(19)
(11) EP 2 224 076 B1

(12) EUROPÄISCHE PATENTSCHRIFT

(45) Hinweis auf die Patenterteilung:
05.06.2013  Patentblatt  2013/23

(21) Anmeldenummer: 09450045.1

(22) Anmeldetag:  27.02.2009
(51) Internationale Patentklassifikation (IPC): 
E04H 3/12(2006.01)

(54)

Tribüne

Stand

Tribune


(84) Benannte Vertragsstaaten:
AT BE BG CH CY CZ DE DK EE ES FI FR GB GR HR HU IE IS IT LI LT LU LV MC MK MT NL NO PL PT RO SE SI SK TR
Benannte Erstreckungsstaaten:
BA RS

(43) Veröffentlichungstag der Anmeldung:
01.09.2010  Patentblatt  2010/35

(73) Patentinhaber: M-T Patents GmbH
6304 Zug (CH)

(72) Erfinder:
  • Ortner, Wolfgang
    3061 Ollersbach (AT)

(74) Vertreter: Patentanwälte Barger, Piso & Partner 
Mahlerstrasse 9 Postfach 96
1015 Wien
1015 Wien (AT)


(56) Entgegenhaltungen: : 
DE-C1- 19 811 766
FR-A- 2 384 920
DE-U- 7 411 654
US-A- 3 222 827
   
       
    Anmerkung: Innerhalb von neun Monaten nach der Bekanntmachung des Hinweises auf die Erteilung des europäischen Patents kann jedermann beim Europäischen Patentamt gegen das erteilte europäischen Patent Einspruch einlegen. Der Einspruch ist schriftlich einzureichen und zu begründen. Er gilt erst als eingelegt, wenn die Einspruchsgebühr entrichtet worden ist. (Art. 99(1) Europäisches Patentübereinkommen).


    Beschreibung


    [0001] Die Erfindung betrifft eine Tribüne, insbesondere eine transportable Tribüne, mit Stufenelementen, die aus einem im Wesentlichen quaderförmigen Tragrahmen, in dem sie in Transportlage angeordnet sind, in einer horizontalen Auszugsrichtung in die Gebrauchslage teleskopartig auseinander gezogen werden können, entsprechend dem Oberbegriff des Anspruchs 1.
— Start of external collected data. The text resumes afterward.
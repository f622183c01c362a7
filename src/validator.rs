//! Validation orchestration: resolve the two inputs, compile the schema,
//! and check the document.
//!
//! The flow is deliberately a single pass with no retries: both inputs are
//! resolved up front (fail fast on a bad path), the schema is compiled once,
//! and one validation call produces the verdict.

use crate::error::{ArgRole, Result};
use crate::http_client::{AsyncHttpClient, HttpClientConfig};
use crate::libxml2::{LibXml2Wrapper, ValidationVerdict, XmlSchemaPtr};
use crate::source::InputSource;

pub struct Validator {
    libxml2: LibXml2Wrapper,
    http: AsyncHttpClient,
}

impl Validator {
    pub fn new() -> Result<Self> {
        Self::with_http_config(HttpClientConfig::default())
    }

    pub fn with_http_config(config: HttpClientConfig) -> Result<Self> {
        Ok(Self {
            libxml2: LibXml2Wrapper::new(),
            http: AsyncHttpClient::new(config)?,
        })
    }

    /// Validate `xml` against `schema`.
    ///
    /// Returns the verdict (valid or invalid with diagnostics) on a
    /// completed run; any missing file, failed download, malformed schema,
    /// or non-well-formed document surfaces as an error instead.
    pub async fn validate(
        &self,
        xml: &InputSource,
        schema: &InputSource,
    ) -> Result<ValidationVerdict> {
        xml.check_readable(ArgRole::XmlFile)?;
        schema.check_readable(ArgRole::SchemaFile)?;

        let compiled = self.load_schema(schema).await?;

        let xml_data = xml.load(ArgRole::XmlFile, &self.http).await?;
        self.libxml2
            .validate_document(&compiled, &xml_data, &xml.display_name())
    }

    /// Compile the schema from its source.
    ///
    /// Local schemas are compiled by path so relative `xs:include` and
    /// `xs:import` references resolve; remote schemas are fetched and
    /// compiled from memory.
    async fn load_schema(&self, schema: &InputSource) -> Result<XmlSchemaPtr> {
        match schema {
            InputSource::Local(_) => self
                .libxml2
                .parse_schema_from_file(&schema.display_name()),
            InputSource::Remote(url) => {
                let data = schema.load(ArgRole::SchemaFile, &self.http).await?;
                self.libxml2.parse_schema_from_memory(&data, url)
            }
        }
    }
}
//! Formatting of verdicts and errors for the terminal.
//!
//! Verdicts go to stdout; input and runtime errors go to stderr (the caller
//! decides, this module only formats). Colors are applied only when stdout
//! is a TTY.

use atty;

use crate::error::ValidationError;
use crate::libxml2::ValidationVerdict;
use crate::source::InputSource;

const GREEN: &str = "32";
const RED: &str = "31";
const BOLD: &str = "1";

pub struct Output {
    verbose: bool,
    show_colors: bool,
}

impl Output {
    pub fn new(verbose: bool) -> Self {
        Self {
            verbose,
            show_colors: atty::is(atty::Stream::Stdout),
        }
    }

    /// Constructor with explicit color control, for tests and piped output.
    pub fn with_colors(verbose: bool, show_colors: bool) -> Self {
        Self {
            verbose,
            show_colors,
        }
    }

    fn colorize(&self, text: &str, color: &str) -> String {
        if self.show_colors {
            format!("\x1b[{}m{}\x1b[0m", color, text)
        } else {
            text.to_string()
        }
    }

    /// Header naming the validated input: local files are shortened to the
    /// file name, URLs are printed in full on their own line.
    fn header(&self, source: &InputSource) -> String {
        if source.is_remote() {
            format!("The XML from the URL:\n{}", source.short_name())
        } else {
            format!("The XML file: {}", source.short_name())
        }
    }

    /// Render the verdict for a completed validation run.
    pub fn format_verdict(&self, source: &InputSource, verdict: &ValidationVerdict) -> String {
        let mut output = self.header(source);
        output.push('\n');

        match verdict {
            ValidationVerdict::Valid => {
                output.push_str(&self.colorize("is valid.", GREEN));
            }
            ValidationVerdict::Invalid { errors, .. } => {
                output.push_str(&self.colorize("is invalid.", RED));
                if self.verbose {
                    output.push('\n');
                    output.push_str(&self.colorize("Error:", BOLD));
                    for error in errors {
                        output.push_str(&format!("\n  {}", error));
                    }
                }
            }
        }

        output
    }

    /// Render an error that prevented the run from completing.
    ///
    /// Inputs that are not well-formed XML get the short "faulty file" line;
    /// libxml2 internal faults get a hint to re-run verbosely; everything
    /// else (missing files, HTTP failures) is a one-line input error.
    pub fn format_error(&self, error: &ValidationError) -> String {
        match error {
            err if err.is_parse_error() => {
                let mut output = String::from("Faulty XML or XSD file was given.");
                if self.verbose {
                    output.push_str(&format!("\nError: {}", err));
                }
                output
            }
            ValidationError::Internal { .. } => {
                if self.verbose {
                    format!("Error: {}", error)
                } else {
                    "Validation ran into an unexpected error. \
                     Run command with --verbose option for more details"
                        .to_string()
                }
            }
            _ => format!("Error: {}", error),
        }
    }
}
    [0002] Die DE 7411654 U offenbart eine teleskopartige Tribüne mit entlang von Tragprofilen ein-und ausfahrbaren Tribünenstufen, welche die Tribünenreihen bilden, wobei die benachbarten Tribünenstufen über Gleit- oder Rollverbindungen freitragend angeordnet sind. Dabei weisen nahezu alle, bis auf der sich großflächig auf dem Boden abstützenden untersten Tribünenstufe, der ausfahrbaren Tribünenstufen keine unmittelbare Abstützung auf dem Hallenboden über Vertikalstützen auf.
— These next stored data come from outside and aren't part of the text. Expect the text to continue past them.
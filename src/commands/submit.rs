//! Submit command implementation

use super::{Command, CommandContext};
use crate::config::Config;
use crate::github::{PendingSubmission, Submission, print_submission, submit_all};
use anyhow::Result;
use async_trait::async_trait;
use colored::*;

/// Submit pull requests defined in the configuration file
pub struct SubmitCommand {
    pub config: Config,
    /// Entries to submit; empty means all of them
    pub names: Vec<String>,
    pub parallel: bool,
}

impl SubmitCommand {
    /// Resolve the selected entries before anything is sent
    fn pending(&self) -> Result<Vec<PendingSubmission>> {
        self.config
            .select(&self.names)?
            .into_iter()
            .map(|entry| {
                let (coords, spec) = entry.resolve(self.config.config_dir())?;
                Ok::<_, anyhow::Error>(PendingSubmission {
                    name: entry.name.clone(),
                    coords,
                    spec,
                })
            })
            .collect()
    }
}

#[async_trait]
impl Command for SubmitCommand {
    async fn execute(&self, context: &CommandContext) -> Result<Vec<Submission>> {
        let pending = self.pending()?;

        println!(
            "{}",
            format!("Submitting {} pull request(s)...", pending.len()).green()
        );

        let submissions = submit_all(
            &context.client,
            context.resolver.as_ref(),
            pending,
            self.parallel,
        )
        .await?;

        for submission in &submissions {
            print_submission(submission);
        }

        let created = submissions.iter().filter(|s| s.result.is_created()).count();
        if created == submissions.len() {
            println!("{}", "Done submitting pull requests".green());
        } else {
            println!(
                "{}",
                format!(
                    "Completed with {} created, {} not created",
                    created,
                    submissions.len() - created
                )
                .yellow()
            );
        }

        Ok(submissions)
    }
}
    [0003] Die DE 198 11 766 C1 offenbart eine transportable Tribüne, deren Stufenelemente teleskopartig ein- und ausfahrbar sind. Dabei ist vorgesehen, dass zum Transport der Tribüne die eingefahrenen und somit gestapelten Stufenelemente innerhalb eines im Wesentlichen quaderförmigen Tragrahmens angeordnet sind. Dabei hat sich gezeigt, dass, insbesondere nach oftmaligem Aufbau und Abbau und bei schwerer Belastung, insbesondere dynamischer Belastung, wie sie verschiedentlich bei Sportereignissen und auch Freiluftkonzerten und Ähnlichem durch das Publikum ausgeübt wird, zu Deformationen im Bereich der Teleskopauszüge kommt, die teure Reparaturen notwendig machen. Diese Probleme erfordern auch eine erhöhte Aufmerksamkeit im Hinblick auf den Zustand der Tribüne und so erhöhte Instandhaltungskosten.
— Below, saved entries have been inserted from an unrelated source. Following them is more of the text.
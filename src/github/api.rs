//! GitHub API operations
//!
//! High-level submission flow shared by the commands: resolve the credential
//! once, then issue one create request per pull request.

use colored::*;
use futures::future::join_all;
use pr_github::{
    CredentialError, CredentialResolver, GitHubClient, PullRequestSpec, RepositoryCoordinates,
    SubmissionResult,
};
use tracing::debug;

/// A pull request ready to be submitted
#[derive(Debug, Clone)]
pub struct PendingSubmission {
    /// Label used in output
    pub name: String,
    pub coords: RepositoryCoordinates,
    pub spec: PullRequestSpec,
}

/// Outcome of one pending submission
#[derive(Debug, Clone)]
pub struct Submission {
    pub name: String,
    pub coords: RepositoryCoordinates,
    pub result: SubmissionResult,
}

/// Resolve the credential and submit a single pull request
///
/// If the credential cannot be resolved, no request is sent.
pub async fn submit_pull_request(
    client: &GitHubClient,
    resolver: &dyn CredentialResolver,
    coords: &RepositoryCoordinates,
    spec: &PullRequestSpec,
) -> Result<SubmissionResult, CredentialError> {
    let credential = resolver.resolve()?;
    Ok(client.submit(coords, spec, &credential).await)
}

/// Resolve the credential once and submit every pending pull request
///
/// Each pull request gets exactly one request. With `parallel` the requests
/// are in flight together; results keep the input order either way.
pub async fn submit_all(
    client: &GitHubClient,
    resolver: &dyn CredentialResolver,
    pending: Vec<PendingSubmission>,
    parallel: bool,
) -> Result<Vec<Submission>, CredentialError> {
    let credential = resolver.resolve()?;
    debug!(count = pending.len(), parallel, "submitting pull requests");

    let results = if parallel {
        join_all(
            pending
                .iter()
                .map(|p| client.submit(&p.coords, &p.spec, &credential)),
        )
        .await
    } else {
        let mut results = Vec::with_capacity(pending.len());
        for p in &pending {
            results.push(client.submit(&p.coords, &p.spec, &credential).await);
        }
        results
    };

    Ok(pending
        .into_iter()
        .zip(results)
        .map(|(p, result)| Submission {
            name: p.name,
            coords: p.coords,
            result,
        })
        .collect())
}

/// Print one outcome line
///
/// A rejection usually means the pull request already exists, so it is
/// reported as a warning rather than an error.
pub fn print_submission(submission: &Submission) {
    let label = format!("{} ({})", submission.name, submission.coords);

    match &submission.result {
        SubmissionResult::Created { number, url } => {
            println!(
                "{} | {} #{} {}",
                label.cyan().bold(),
                "Pull request created:".green(),
                number,
                url
            );
        }
        SubmissionResult::Rejected { reason } => {
            let messages = submission.result.rejection_messages();
            let detail = if messages.is_empty() {
                reason.clone()
            } else {
                messages.join("; ")
            };
            println!(
                "{} | {} {}",
                label.cyan().bold(),
                "Pull request not created, it might already exist:".yellow(),
                detail
            );
        }
        SubmissionResult::Failed { status_code, body } => {
            eprintln!(
                "{} | {}",
                label.cyan().bold(),
                format!("Failed to create pull request ({}): {}", status_code, body).red()
            );
        }
        SubmissionResult::TransportError { message } => {
            eprintln!(
                "{} | {}",
                label.cyan().bold(),
                format!("Error creating pull request: {}", message).red()
            );
        }
    }
}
    [0004] Die Erfindung bezweckt hier Abhilfe zu schaffen, und eine Tribüne der eingangs genannten Art anzugeben, die mechanisch deutlich stabiler und belastbarer ist, ohne ein merkliches Mehr an Gewicht oder Komplexität zu bedingen. Dazu ist noch auszuführen, dass die Hubvorrichtung, die bei der Tribüne gemäß dem Stand der Technik vorgesehen war, sich in der Praxis als nicht notwendig und darüberhinaus als störanfällig erwiesen hat, sodass die praktisch ausgeführten transportablen Tribünen zumeist in dieser Hinsicht nicht der DE-C entsprechen, auch die Tribüne gemäß der vorliegenden Erfindung sieht standardmäßig keine Hubvorrichtung vor.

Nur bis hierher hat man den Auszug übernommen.